TASK DETAILS: Nothing but the lines from the start of the records below through the line that has "so a failed" should appear, each exactly as given.

DATA RECORDS:
%%
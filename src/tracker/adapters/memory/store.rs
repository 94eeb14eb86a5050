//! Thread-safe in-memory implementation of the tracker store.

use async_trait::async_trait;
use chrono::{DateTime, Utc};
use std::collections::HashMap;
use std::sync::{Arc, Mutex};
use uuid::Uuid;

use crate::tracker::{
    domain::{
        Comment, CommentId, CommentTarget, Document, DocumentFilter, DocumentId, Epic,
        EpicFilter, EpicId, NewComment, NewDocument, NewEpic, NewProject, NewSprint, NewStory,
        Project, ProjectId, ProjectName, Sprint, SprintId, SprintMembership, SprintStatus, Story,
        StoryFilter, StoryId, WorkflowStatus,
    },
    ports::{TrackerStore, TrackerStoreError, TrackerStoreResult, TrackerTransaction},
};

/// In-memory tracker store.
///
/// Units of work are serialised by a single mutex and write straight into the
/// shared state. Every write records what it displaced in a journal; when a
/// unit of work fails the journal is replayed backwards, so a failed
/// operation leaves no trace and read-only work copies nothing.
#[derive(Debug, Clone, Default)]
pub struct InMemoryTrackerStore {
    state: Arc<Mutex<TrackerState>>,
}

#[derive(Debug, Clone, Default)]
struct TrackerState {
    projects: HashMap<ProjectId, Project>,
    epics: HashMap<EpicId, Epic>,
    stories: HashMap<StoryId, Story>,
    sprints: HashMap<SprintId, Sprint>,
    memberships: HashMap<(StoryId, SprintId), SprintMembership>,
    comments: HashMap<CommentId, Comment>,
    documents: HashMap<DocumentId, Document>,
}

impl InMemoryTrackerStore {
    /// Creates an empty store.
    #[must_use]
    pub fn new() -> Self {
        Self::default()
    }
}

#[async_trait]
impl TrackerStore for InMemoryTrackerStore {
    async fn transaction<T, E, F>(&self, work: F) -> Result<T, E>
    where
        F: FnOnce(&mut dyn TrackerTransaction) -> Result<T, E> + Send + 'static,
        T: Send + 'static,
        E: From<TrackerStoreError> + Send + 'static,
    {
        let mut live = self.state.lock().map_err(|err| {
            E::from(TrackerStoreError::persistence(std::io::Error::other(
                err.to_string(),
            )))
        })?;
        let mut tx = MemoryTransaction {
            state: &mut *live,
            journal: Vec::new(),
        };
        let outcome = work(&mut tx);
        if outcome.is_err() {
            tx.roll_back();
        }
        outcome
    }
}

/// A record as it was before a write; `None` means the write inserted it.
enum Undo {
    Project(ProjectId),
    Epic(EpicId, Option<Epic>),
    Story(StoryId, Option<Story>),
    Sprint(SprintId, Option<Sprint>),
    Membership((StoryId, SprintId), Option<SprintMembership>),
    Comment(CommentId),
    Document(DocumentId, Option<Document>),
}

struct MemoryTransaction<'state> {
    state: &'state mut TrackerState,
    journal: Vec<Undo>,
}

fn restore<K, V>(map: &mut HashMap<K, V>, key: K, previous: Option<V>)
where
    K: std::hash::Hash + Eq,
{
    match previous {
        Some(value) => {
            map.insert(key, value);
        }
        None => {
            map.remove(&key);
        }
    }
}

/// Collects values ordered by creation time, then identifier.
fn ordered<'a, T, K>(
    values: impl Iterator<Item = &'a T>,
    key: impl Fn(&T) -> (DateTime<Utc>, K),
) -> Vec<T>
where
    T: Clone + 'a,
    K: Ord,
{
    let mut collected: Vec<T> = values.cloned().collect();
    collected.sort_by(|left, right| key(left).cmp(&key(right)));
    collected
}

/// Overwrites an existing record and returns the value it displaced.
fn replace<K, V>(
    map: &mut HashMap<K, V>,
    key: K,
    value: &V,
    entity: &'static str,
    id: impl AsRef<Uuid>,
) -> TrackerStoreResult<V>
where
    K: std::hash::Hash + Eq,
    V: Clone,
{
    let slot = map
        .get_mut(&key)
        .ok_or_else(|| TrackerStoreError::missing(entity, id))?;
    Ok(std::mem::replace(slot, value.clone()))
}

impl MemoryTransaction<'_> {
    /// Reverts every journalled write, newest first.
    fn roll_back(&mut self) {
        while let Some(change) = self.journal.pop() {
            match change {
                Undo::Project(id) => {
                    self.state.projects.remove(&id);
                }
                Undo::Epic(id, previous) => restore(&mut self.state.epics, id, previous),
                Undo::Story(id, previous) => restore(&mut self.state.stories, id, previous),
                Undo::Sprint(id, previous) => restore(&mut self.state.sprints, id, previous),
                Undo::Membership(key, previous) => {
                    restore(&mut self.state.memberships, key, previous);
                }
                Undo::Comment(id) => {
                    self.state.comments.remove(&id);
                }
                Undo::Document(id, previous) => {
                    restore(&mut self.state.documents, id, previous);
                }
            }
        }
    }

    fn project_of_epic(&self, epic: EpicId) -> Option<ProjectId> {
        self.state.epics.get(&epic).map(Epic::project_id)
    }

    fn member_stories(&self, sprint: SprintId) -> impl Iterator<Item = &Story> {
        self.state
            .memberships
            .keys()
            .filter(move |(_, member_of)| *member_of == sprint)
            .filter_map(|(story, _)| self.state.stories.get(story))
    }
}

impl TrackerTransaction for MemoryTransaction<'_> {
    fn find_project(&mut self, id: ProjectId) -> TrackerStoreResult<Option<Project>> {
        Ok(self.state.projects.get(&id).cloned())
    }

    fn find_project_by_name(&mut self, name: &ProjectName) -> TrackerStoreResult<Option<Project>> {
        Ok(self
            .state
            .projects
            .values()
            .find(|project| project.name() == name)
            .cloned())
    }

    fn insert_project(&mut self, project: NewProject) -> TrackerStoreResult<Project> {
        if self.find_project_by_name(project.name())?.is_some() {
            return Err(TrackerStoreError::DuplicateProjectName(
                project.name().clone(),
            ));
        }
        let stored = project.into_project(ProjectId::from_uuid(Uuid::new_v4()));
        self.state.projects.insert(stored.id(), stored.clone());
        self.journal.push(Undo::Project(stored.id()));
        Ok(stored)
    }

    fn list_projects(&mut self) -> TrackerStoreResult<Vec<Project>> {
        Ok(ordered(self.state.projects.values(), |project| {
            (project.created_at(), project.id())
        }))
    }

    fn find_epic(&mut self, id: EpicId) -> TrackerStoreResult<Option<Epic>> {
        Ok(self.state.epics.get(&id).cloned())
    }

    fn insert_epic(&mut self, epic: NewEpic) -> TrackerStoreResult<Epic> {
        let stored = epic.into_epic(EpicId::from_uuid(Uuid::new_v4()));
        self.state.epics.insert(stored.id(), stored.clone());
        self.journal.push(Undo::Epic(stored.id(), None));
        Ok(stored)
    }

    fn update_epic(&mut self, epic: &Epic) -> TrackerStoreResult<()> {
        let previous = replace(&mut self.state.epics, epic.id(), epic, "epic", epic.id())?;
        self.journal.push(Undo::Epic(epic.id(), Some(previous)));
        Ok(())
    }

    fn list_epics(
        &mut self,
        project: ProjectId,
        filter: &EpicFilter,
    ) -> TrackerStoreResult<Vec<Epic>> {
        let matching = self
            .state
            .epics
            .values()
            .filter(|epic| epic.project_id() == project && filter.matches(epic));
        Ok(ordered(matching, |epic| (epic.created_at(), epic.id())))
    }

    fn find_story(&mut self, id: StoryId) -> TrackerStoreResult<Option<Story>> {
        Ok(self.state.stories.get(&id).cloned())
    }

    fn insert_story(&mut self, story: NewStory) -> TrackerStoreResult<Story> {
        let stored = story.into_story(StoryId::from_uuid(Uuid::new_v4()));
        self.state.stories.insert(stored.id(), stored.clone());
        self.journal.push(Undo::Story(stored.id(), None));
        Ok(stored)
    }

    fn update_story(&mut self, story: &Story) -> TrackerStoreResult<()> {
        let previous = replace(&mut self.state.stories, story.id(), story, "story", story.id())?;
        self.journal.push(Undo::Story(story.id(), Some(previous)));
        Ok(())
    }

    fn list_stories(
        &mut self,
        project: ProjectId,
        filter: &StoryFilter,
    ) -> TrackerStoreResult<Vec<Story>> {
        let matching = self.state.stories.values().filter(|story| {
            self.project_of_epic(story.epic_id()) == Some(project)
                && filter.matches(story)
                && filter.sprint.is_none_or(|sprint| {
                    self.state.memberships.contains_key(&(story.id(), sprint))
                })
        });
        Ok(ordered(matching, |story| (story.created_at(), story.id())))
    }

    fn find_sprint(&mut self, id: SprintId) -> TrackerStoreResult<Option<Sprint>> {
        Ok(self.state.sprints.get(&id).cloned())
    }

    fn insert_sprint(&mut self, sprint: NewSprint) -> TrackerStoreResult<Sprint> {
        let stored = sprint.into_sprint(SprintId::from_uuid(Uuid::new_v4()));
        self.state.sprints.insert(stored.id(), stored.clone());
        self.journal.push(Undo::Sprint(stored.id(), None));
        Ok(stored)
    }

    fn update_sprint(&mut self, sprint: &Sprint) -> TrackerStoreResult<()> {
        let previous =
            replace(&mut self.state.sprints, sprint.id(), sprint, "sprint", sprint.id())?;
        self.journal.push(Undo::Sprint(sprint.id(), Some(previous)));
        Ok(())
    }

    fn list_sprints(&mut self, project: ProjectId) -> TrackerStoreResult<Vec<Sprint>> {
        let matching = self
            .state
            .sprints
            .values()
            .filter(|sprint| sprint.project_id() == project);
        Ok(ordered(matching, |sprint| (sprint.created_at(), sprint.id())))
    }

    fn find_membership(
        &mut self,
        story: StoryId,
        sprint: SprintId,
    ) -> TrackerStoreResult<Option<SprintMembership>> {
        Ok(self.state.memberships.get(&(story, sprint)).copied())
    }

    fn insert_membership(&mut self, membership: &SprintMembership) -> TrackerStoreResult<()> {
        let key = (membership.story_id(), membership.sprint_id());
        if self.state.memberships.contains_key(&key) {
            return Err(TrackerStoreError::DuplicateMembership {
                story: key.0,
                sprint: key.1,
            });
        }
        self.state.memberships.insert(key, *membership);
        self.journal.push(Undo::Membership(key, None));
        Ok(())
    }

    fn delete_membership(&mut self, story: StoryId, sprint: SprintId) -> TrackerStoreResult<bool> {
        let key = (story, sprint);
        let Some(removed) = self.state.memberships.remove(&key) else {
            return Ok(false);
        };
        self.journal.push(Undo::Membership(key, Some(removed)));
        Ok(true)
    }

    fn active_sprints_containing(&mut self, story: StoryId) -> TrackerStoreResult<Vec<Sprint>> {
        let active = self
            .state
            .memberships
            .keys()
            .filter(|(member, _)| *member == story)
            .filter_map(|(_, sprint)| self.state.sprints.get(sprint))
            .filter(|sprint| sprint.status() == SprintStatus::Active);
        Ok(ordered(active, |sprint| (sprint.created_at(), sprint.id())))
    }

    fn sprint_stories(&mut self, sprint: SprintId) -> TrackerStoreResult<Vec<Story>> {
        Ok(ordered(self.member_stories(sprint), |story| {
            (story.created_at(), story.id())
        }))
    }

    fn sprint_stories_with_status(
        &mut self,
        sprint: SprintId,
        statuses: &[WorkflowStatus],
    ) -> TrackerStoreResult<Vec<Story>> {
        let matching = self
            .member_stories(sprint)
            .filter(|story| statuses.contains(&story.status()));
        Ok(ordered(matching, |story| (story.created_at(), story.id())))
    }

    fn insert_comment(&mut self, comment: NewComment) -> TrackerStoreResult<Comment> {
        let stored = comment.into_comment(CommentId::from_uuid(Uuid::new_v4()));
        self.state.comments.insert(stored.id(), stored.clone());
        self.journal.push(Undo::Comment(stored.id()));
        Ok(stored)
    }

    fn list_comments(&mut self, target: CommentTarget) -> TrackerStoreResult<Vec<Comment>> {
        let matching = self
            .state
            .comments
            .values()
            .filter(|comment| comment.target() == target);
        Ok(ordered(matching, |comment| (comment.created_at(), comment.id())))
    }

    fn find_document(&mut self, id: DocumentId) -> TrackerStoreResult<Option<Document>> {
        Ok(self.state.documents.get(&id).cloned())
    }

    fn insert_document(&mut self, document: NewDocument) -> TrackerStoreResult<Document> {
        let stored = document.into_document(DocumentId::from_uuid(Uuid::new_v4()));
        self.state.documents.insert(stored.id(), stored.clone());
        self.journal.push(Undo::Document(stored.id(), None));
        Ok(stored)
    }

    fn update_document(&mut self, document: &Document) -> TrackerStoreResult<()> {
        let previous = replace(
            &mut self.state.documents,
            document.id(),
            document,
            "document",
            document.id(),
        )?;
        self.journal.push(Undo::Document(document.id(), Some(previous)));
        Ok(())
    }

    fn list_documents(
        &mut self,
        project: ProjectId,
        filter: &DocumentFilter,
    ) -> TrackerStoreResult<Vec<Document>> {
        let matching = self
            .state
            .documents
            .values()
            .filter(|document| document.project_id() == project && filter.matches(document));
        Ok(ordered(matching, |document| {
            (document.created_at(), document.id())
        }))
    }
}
%%
ANSWER FOR THIS EXERCISE:
filename src/tracker/adapters/memory/store.rs
repository 94eeb14eb86a5050
//! Thread-safe in-memory implementation of the tracker store.

use async_trait::async_trait;
use chrono::{DateTime, Utc};
use std::collections::HashMap;
use std::sync::{Arc, Mutex};
use uuid::Uuid;

use crate::tracker::{
    domain::{
        Comment, CommentId, CommentTarget, Document, DocumentFilter, DocumentId, Epic,
        EpicFilter, EpicId, NewComment, NewDocument, NewEpic, NewProject, NewSprint, NewStory,
        Project, ProjectId, ProjectName, Sprint, SprintId, SprintMembership, SprintStatus, Story,
        StoryFilter, StoryId, WorkflowStatus,
    },
    ports::{TrackerStore, TrackerStoreError, TrackerStoreResult, TrackerTransaction},
};

/// In-memory tracker store.
///
/// Units of work are serialised by a single mutex and write straight into the
/// shared state. Every write records what it displaced in a journal; when a
/// unit of work fails the journal is replayed backwards, so a failed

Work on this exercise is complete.